Now that the weather is warming up (SOOOO EXCITED!!) I am very excited to start running outside in shorts again! Running when it's warm/hot out is truly something I love! It just feels good to be out in nature/or on the street, and not having to worry about gloves, jacket, beanie,snow, ice, etc. One of my favorite things about the Spring/Summer is the yummy smoothies I used to buy from "Juice It Up" post-run. They were so refreshing and my after run treat. The only thing about getting one made for me is I'm not 100% sure what's in it, sort of expensive, and I can't pick and choose exactly what's in it. I usually bought the Chocolate Peanut butter Mood, from there....lots of calories.....VERY YUMMY. I decided now that Spring is here I would buy a blender, save some money and start making my own! Low and behold.....lots of yummy recipes!

I started out looking at HOW to make a proper post-run smoothie. Here's what I found on Runnersworld.com

Pour in your liquid-Use 4-8 ounces of liquid, such as water or milk. If you use fruit juice (which is high in sugar) limit to 6 ounces or less.

Add fruits and veggies- Try 1/2 -1 cup of produce. Try berries, banana, mango, kale, tomato, etc. Frozen is just as good and you won't have to use as much ice, if any.

Add fats and protein- Limit to 1 serving of healthy fats to keep calories in check. Try a tablespoon of nut butter (peanut, almond, etc.) or seed. 1/2 cup of soybeans works too.

Add spices and sweeteners- Honey, agave nectar,and other sugars have few nutrients so use no more than 1 teaspoon. You can add 1/4 teaspoon of spices like ground nutmeg or ginger.

Top with ice- More ice will create a thicker shake-like consistently and less (1/4-1/2 cup) will make it more like a smoothie. If you have frozen fruits or veggies use less ice!

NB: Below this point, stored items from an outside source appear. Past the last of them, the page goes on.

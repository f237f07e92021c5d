//! Authentication request and response models.

use chrono::Utc;
use serde::{Deserialize, Serialize};

use crate::errors::{Error, Result, ValidationError};
use crate::professionals::{PlanTier, Profession, Professional};

/// Login credentials.
#[derive(Debug, Clone, Serialize, Deserialize)]
pub struct Credentials {
    pub email: String,
    pub password: String,
}

impl Credentials {
    /// Validates the credentials before any request is sent.
    pub fn validate(&self) -> Result<()> {
        if self.email.trim().is_empty() {
            return Err(Error::Validation(ValidationError::MissingField(
                "email".to_string(),
            )));
        }
        if !self.email.contains('@') {
            return Err(Error::Validation(ValidationError::InvalidInput(
                "Invalid email address".to_string(),
            )));
        }
        if self.password.is_empty() {
            return Err(Error::Validation(ValidationError::MissingField(
                "password".to_string(),
            )));
        }
        Ok(())
    }
}

/// Account registration fields.
#[derive(Debug, Clone, Serialize, Deserialize)]
#[serde(rename_all = "camelCase")]
pub struct Registration {
    pub name: String,
    pub email: String,
    pub password: String,
    pub profession: Profession,
    #[serde(skip_serializing_if = "Option::is_none")]
    pub register_number: Option<String>,
    #[serde(skip_serializing_if = "Option::is_none")]
    pub clinic_name: Option<String>,
    #[serde(skip_serializing_if = "Option::is_none")]
    pub phone: Option<String>,
}

impl Registration {
    /// Validates the registration before any request is sent.
    pub fn validate(&self) -> Result<()> {
        if self.name.trim().is_empty() {
            return Err(Error::Validation(ValidationError::MissingField(
                "name".to_string(),
            )));
        }
        if self.email.trim().is_empty() {
            return Err(Error::Validation(ValidationError::MissingField(
                "email".to_string(),
            )));
        }
        if !self.email.contains('@') {
            return Err(Error::Validation(ValidationError::InvalidInput(
                "Invalid email address".to_string(),
            )));
        }
        if self.password.is_empty() {
            return Err(Error::Validation(ValidationError::MissingField(
                "password".to_string(),
            )));
        }
        Ok(())
    }

    /// Validates the registration together with the repeated password from
    /// the form.
    pub fn validate_with_confirmation(&self, password_confirmation: &str) -> Result<()> {
        self.validate()?;
        if self.password != password_confirmation {
            return Err(Error::Validation(ValidationError::PasswordMismatch));
        }
        Ok(())
    }
}

/// Backend response to login and register.
///
/// The token field is snake_case on the wire, unlike every other payload.
#[derive(Debug, Clone, Serialize, Deserialize)]
pub struct AuthResponse {
    pub access_token: String,
    pub professional: ProfessionalSummary,
}

/// The abbreviated profile embedded in an [`AuthResponse`].
#[derive(Debug, Clone, Serialize, Deserialize)]
pub struct ProfessionalSummary {
    pub id: String,
    pub email: String,
    pub name: String,
    pub profession: Profession,
    pub plan: PlanTier,
}

impl ProfessionalSummary {
    /// Expands the summary into a displayable profile. Fields the summary
    /// does not carry stay empty until the next full profile fetch.
    pub fn into_professional(self) -> Professional {
        Professional {
            id: self.id,
            name: self.name,
            email: self.email,
            profession: Some(self.profession),
            register_number: None,
            clinic_name: None,
            phone: None,
            logo_url: None,
            brand_color: None,
            locale: None,
            plan: self.plan,
            plan_status: None,
            created_at: Utc::now(),
            updated_at: None,
        }
    }
}

#[cfg(test)]
mod tests {
    use super::*;

    fn registration() -> Registration {
        Registration {
            name: "Dr. João Silva".to_string(),
            email: "joao.silva@example.com".to_string(),
            password: "hunter22".to_string(),
            profession: Profession::Physiotherapist,
            register_number: None,
            clinic_name: None,
            phone: None,
        }
    }

    #[test]
    fn test_credentials_require_email_and_password() {
        let creds = Credentials {
            email: String::new(),
            password: "secret".to_string(),
        };
        assert!(creds.validate().is_err());

        let creds = Credentials {
            email: "joao.silva@example.com".to_string(),
            password: String::new(),
        };
        assert!(creds.validate().is_err());

        let creds = Credentials {
            email: "joao.silva@example.com".to_string(),
            password: "secret".to_string(),
        };
        assert!(creds.validate().is_ok());
    }

    #[test]
    fn test_credentials_reject_malformed_email() {
        let creds = Credentials {
            email: "not-an-email".to_string(),
            password: "secret".to_string(),
        };
        assert!(matches!(
            creds.validate(),
            Err(Error::Validation(ValidationError::InvalidInput(_)))
        ));
    }

    #[test]
    fn test_registration_password_confirmation() {
        let reg = registration();
        assert!(reg.validate_with_confirmation("hunter22").is_ok());
        assert!(matches!(
            reg.validate_with_confirmation("hunter23"),
            Err(Error::Validation(ValidationError::PasswordMismatch))
        ));
    }

    #[test]
    fn test_auth_response_wire_shape() {
        let json = r#"{
            "access_token": "aaa.bbb.ccc",
            "professional": {
                "id": "prof-001",
                "email": "joao.silva@example.com",
                "name": "Dr. João Silva",
                "profession": "PHYSIOTHERAPIST",
                "plan": "PROFESSIONAL"
            }
        }"#;
        let response: AuthResponse = serde_json::from_str(json).unwrap();
        assert_eq!(response.access_token, "aaa.bbb.ccc");
        assert_eq!(response.professional.plan, PlanTier::Professional);

        let professional = response.professional.into_professional();
        assert_eq!(professional.profession, Some(Profession::Physiotherapist));
        assert!(professional.clinic_name.is_none());
    }
}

So out of these tips I have only done the obviously yummy, though healthy, choices. I will try the veggies.....when I get the guts....

Anyways here are some healthy post-run recipes to try!

Maple Pumpkin Pie
1/2 cup plain soy milk
1/3 cup canned pumpkin
1/3 cup silken tofu (I dunno if I will put this in......what is it?!)
1 tablespoon peanut butter
1 teaspoon real maple syrup
1/4 teaspoon cinnamon

Breakfast To Go
1 cup fat free milk
1/2 cup frozen blueberries
1/2 cup plain fat-free Greek yogurt
1/2 cup uncooked rolled oats
1 tablespoon ground flax seed (I haven't been able to find this at the regular grocery store.)

Low Calorie Smoothie
1/2 cup unsweetened almond milk
1 cup fresh spinach
1 kiwi sliced
1/2 frozen banana sliced

Coffee Crunch
4 ounces cold coffee
4 ounces fat-free milk
1 frozen banana sliced
2 tablespoons whole almonds
2 tablespoons natural cocoa powder

Don't those sound good? I know, I know a couple just don't. But when I try them I will let you know! The one I did today after my run was a little creation I call.....
Strawberry, Banana, Peanut butter Delight
1/2 cup 2% milk
4 frozen whole strawberries
2 small bananas
3 tablespoons peanut butter
1/2 cup oats
It was delicious!!!!!

1 comment:

  1. Oh YUM! I made a chocolate banana peanutbutter smoothie today! I am so in the mood to run! June here we come with my new jogging stroller for baby! Thanks for all the great recipes!